Поздоровавшись с усатым швейцаром, статский советник Моня Хрюндельсон вошёл в парадную доходного дома Кравца на набережной Екатерининского канала. Отправив камердинера Леонидыча в Елисеевский за долгожданными изысками, Моня припал замёрзшими ладонями к технической новинке тех лет - батареи парового отопления. Вглядываясь в покрытые инеем стёкла, он наблюдал картину оживлённого города в рождественский вечер. По заснеженной брусчатке елозили сани, счастливые чиновники средней руки тащили с базара пушистые ёлки, лоточники расхваливали свой товар, о чём-то оживлённо спорили загулявшие представители богемы у дверей ресторана, а грузный околоточный ходил туда-сюда, расправляя время от времени свои пышные бакенбарды.
Накинув персидский халат, Хрюндельсон расположился в вольтеровском кресле, почитывая срамные поэмы Баркова. Через час с небольшим вернулся запыхавшийся камердинер. "Ваше высокородие, ну вы представляете, - будто оправдываясь, объяснялся он, - народу в гастрономе вашем как в бочке сельдей! Ну я взял всё, как вы в списке указали". И с этими словами он прошёл с хозяином на кухню. Кряхтя от удовольствия, Леонидыч извлёк из двух больших обледенелых корзин: две банки икры, лососёвой и осетровой, балык, несколько видов сырокопчёной колбасы, малосольные огурцы и мочёные яблоки, оливки и маслины, сыры рокфор, бри, пармезан, шпроты, два литра столового вина №21 и столько же шустовского коньяку, да по бутылке вишнёвой наливки и цимлянского игристого, несколько плиток шоколада, банку вологодского сливочного масла, кусищи копчёных белуги и стерляди, два десятка пирожков с капустой и яйцом, большой пирог с визигою, ароматную кулебяку, баночку французской горчицы, три здоровенных тульских пряника и коробку шоколадных трюфелей. "Да, чуть не забыл, ваше высокородие!", - и с этими словами Леонидыч достал из-за пазухи свежайший ржаной каравай и пшеничную сайку.

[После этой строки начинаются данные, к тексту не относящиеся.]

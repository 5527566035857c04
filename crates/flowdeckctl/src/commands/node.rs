use anyhow::{Context, Result};
use clap::Subcommand;
use comfy_table::{presets::UTF8_FULL_CONDENSED, Table};
use toml::Value;

use flowdeck_core::{json_to_toml, toml_to_json};
use flowdeck_store::FlowStore;
use flowdeck_viz::{CanvasRenderer, Viewport};

use crate::output::{render_config, success, NodeFormat};

#[derive(Subcommand, Debug)]
pub enum NodeCommands {
    /// List the nodes of a flow
    List {
        /// Flow name
        flow: String,
    },

    /// Show one node's configuration
    Get {
        /// Flow name
        flow: String,

        /// Node id
        node_id: String,

        /// Output format
        #[arg(short, long, value_enum, default_value = "toml")]
        output: NodeFormat,
    },

    /// Replace one node's `data` with a JSON object
    Set {
        /// Flow name
        flow: String,

        /// Node id
        node_id: String,

        /// New data as JSON, e.g. '{"title":"Nightly"}'
        #[arg(long)]
        data: String,
    },
}

pub async fn execute(store: &FlowStore, command: NodeCommands) -> Result<()> {
    match command {
        NodeCommands::List { flow } => list(store, &flow).await,
        NodeCommands::Get {
            flow,
            node_id,
            output,
        } => get(store, &flow, &node_id, output).await,
        NodeCommands::Set {
            flow,
            node_id,
            data,
        } => set(store, &flow, &node_id, &data).await,
    }
}

async fn list(store: &FlowStore, flow: &str) -> Result<()> {
    let graph = store
        .load_graph(flow)
        .await
        .with_context(|| format!("Failed to load graph of flow '{}'", flow))?;

    let mut table = Table::new();
    table
        .load_preset(UTF8_FULL_CONDENSED)
        .set_header(vec!["ID", "TYPE", "TITLE", "POSITION"]);
    for node in &graph.nodes {
        table.add_row(vec![
            node.id.clone(),
            node.node_type.clone().unwrap_or_else(|| "-".to_string()),
            node.title().unwrap_or("-").to_string(),
            format!("{:.0},{:.0}", node.position.x, node.position.y),
        ]);
    }
    println!("{}", table);
    let renderer = CanvasRenderer::new(render_config(), Viewport::default());
    for line in renderer.edge_summary(&graph.edges) {
        println!("{}", line);
    }
    println!("{} node(s), {} edge(s)", graph.nodes.len(), graph.edges.len());
    Ok(())
}

async fn get(store: &FlowStore, flow: &str, node_id: &str, output: NodeFormat) -> Result<()> {
    let node = store
        .read_node_config(flow, node_id)
        .await
        .with_context(|| format!("Failed to read node '{}' of flow '{}'", node_id, flow))?;

    match output {
        NodeFormat::Toml => print!("{}", toml::to_string(&node)?),
        NodeFormat::Json => {
            let value = toml_to_json(&Value::Table(node));
            println!("{}", serde_json::to_string_pretty(&value)?);
        }
    }
    Ok(())
}

async fn set(store: &FlowStore, flow: &str, node_id: &str, data: &str) -> Result<()> {
    let json: serde_json::Value = serde_json::from_str(data).context("--data is not valid JSON")?;
    let value = json_to_toml(json).context("--data cannot be stored as TOML")?;

    store
        .write_node_config(flow, node_id, value)
        .await
        .with_context(|| format!("Failed to write node '{}' of flow '{}'", node_id, flow))?;
    success(&format!("flow/{} node {} updated", flow, node_id));
    Ok(())
}
//! Panel visibility

/// Side panels the editor can show next to the canvas
#[derive(Debug, Clone, Copy, PartialEq, Eq, Hash)]
pub enum Panel {
    /// Palette of node types to drop onto the canvas
    Node,
    /// Log lines for the flow being edited
    Debug,
    /// settings.toml of the flow
    Settings,
    /// Raw flow.toml text
    Toml,
}

impl Panel {
    /// Layout order, left to right after the canvas
    pub const ALL: [Panel; 4] = [Panel::Node, Panel::Debug, Panel::Settings, Panel::Toml];

    /// Share of the editor width as `(numerator, denominator)`
    pub fn width_fraction(&self) -> (u16, u16) {
        match self {
            Panel::Toml => (1, 2),
            _ => (1, 4),
        }
    }

    pub fn title(&self) -> &'static str {
        match self {
            Panel::Node => "Nodes",
            Panel::Debug => "Debug",
            Panel::Settings => "Settings",
            Panel::Toml => "flow.toml",
        }
    }
}

/// Which panels are open. Any combination is allowed.
#[derive(Debug, Clone, Copy, PartialEq, Eq)]
pub struct Navigation {
    pub node_panel: bool,
    pub debug_panel: bool,
    pub settings_panel: bool,
    pub toml_panel: bool,
}

impl Default for Navigation {
    fn default() -> Self {
        Self {
            node_panel: true,
            debug_panel: false,
            settings_panel: false,
            toml_panel: false,
        }
    }
}

impl Navigation {
    pub fn is_open(&self, panel: Panel) -> bool {
        match panel {
            Panel::Node => self.node_panel,
            Panel::Debug => self.debug_panel,
            Panel::Settings => self.settings_panel,
            Panel::Toml => self.toml_panel,
        }
    }

    pub fn set(&mut self, panel: Panel, open: bool) {
        let flag = match panel {
            Panel::Node => &mut self.node_panel,
            Panel::Debug => &mut self.debug_panel,
            Panel::Settings => &mut self.settings_panel,
            Panel::Toml => &mut self.toml_panel,
        };
        *flag = open;
    }

    /// Flip a panel, returning its new state
    pub fn toggle(&mut self, panel: Panel) -> bool {
        let open = !self.is_open(panel);
        self.set(panel, open);
        open
    }

    /// Open panels in layout order
    pub fn open_panels(&self) -> Vec<Panel> {
        Panel::ALL.into_iter().filter(|p| self.is_open(*p)).collect()
    }
}

#[cfg(test)]
mod tests {
    use super::*;

    #[test]
    fn test_default_shows_node_panel_only() {
        let nav = Navigation::default();
        assert_eq!(nav.open_panels(), vec![Panel::Node]);
    }

    #[test]
    fn test_toggle() {
        let mut nav = Navigation::default();
        assert!(nav.toggle(Panel::Toml));
        assert!(nav.toggle(Panel::Debug));
        assert!(!nav.toggle(Panel::Node));
        assert_eq!(nav.open_panels(), vec![Panel::Debug, Panel::Toml]);
    }

    #[test]
    fn test_width_fractions() {
        assert_eq!(Panel::Toml.width_fraction(), (1, 2));
        assert_eq!(Panel::Settings.width_fraction(), (1, 4));
    }
}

"Ну ты молодец, вот это я понимаю! Держи пять рублей на водку и двадцать внучатам на подарки, заслужил!", - бодро сказал поражённый расторопностью камердинера Моня. Как было не уважить бодрого ветерана турецкой войны: столько офигительных историй рассказал он за годы службы хозяину про сидение на Шипке, гостеприимных болгарочек, бодрый марш на Царьград и болезненную обиду остановки под Адрианополем, когда уже через подзорные трубы виднелись минареты Айя-Софии.
"Это что-то совершенно невероятное! Ну ты представляешь, какой человек мой барин!", - утирая слёзы после очередной стопки в любимом ресторанчике на Невском, по старой привычке говорил Леонидыч своему однополчанину по Лейб-гвардии Финляндскому полку, так же как и он вернувшимся тридцать лет назад домой целым и невредимым, с нашивками старшего унтера и солдатским Георгием на груди.
--------------------
Дом отдыха сотрудников московского горкома принимал постояльцев на новогодние праздники. Череда вороных "Чаек" в то утро почти без остановки парковалась у заснеженного крыльца, по бокам которого, будто шеренгами почётного караула, стояли пушистые ели, уже достигшие пятиметровой высоты. "Дааа, вот эти сам лично сажал при открытии, ещё с Маленковым вместе", - вспоминал Моня Хрюндельсон, пока шофёр Саша из Ленинграда аккуратно искал место для служебной "Волги".
Проводив масляным взглядом предательски юную девушку со стойки информации, Моня не без удовольствия последовал за ней по лестнице. "Вот здесь у нас столовая, по коридору направо - комнаты с настольным теннисом, за ними - финская сауна с бассейном и бильярдные", - вежливо поясняла Моне улыбчивая комсомолка. "Ну я понял, давай показывай апартаменты", - попросил её Моня.
"Бааа, какие люди! И вы здесь, Моня!", - услышал наш герой за спиной. Обернувшись, он тут же был заключён в мощные объятия хорошего костюма и аромат итальянского парфюма первого зама Андропова. "Семён Кузьмич, что ж не предупредили, что тоже тут собираетесь печень сажать", - почти серьёзно пошутил Хрюндельсон, от неловкости момента протирая свои очки. "Да уж всё не то, - грустно ухмыльнулся Цвигун, - врачи уже на диету посадили. Как в своё время Пётр Первый их называл, так и я - запретительные человеки". "Дааа, понимаю, ну вы не серчайте, вечером жду в номере, - ответил Моня, - давно не виделись, заходите на рюмку чая, как говорится!".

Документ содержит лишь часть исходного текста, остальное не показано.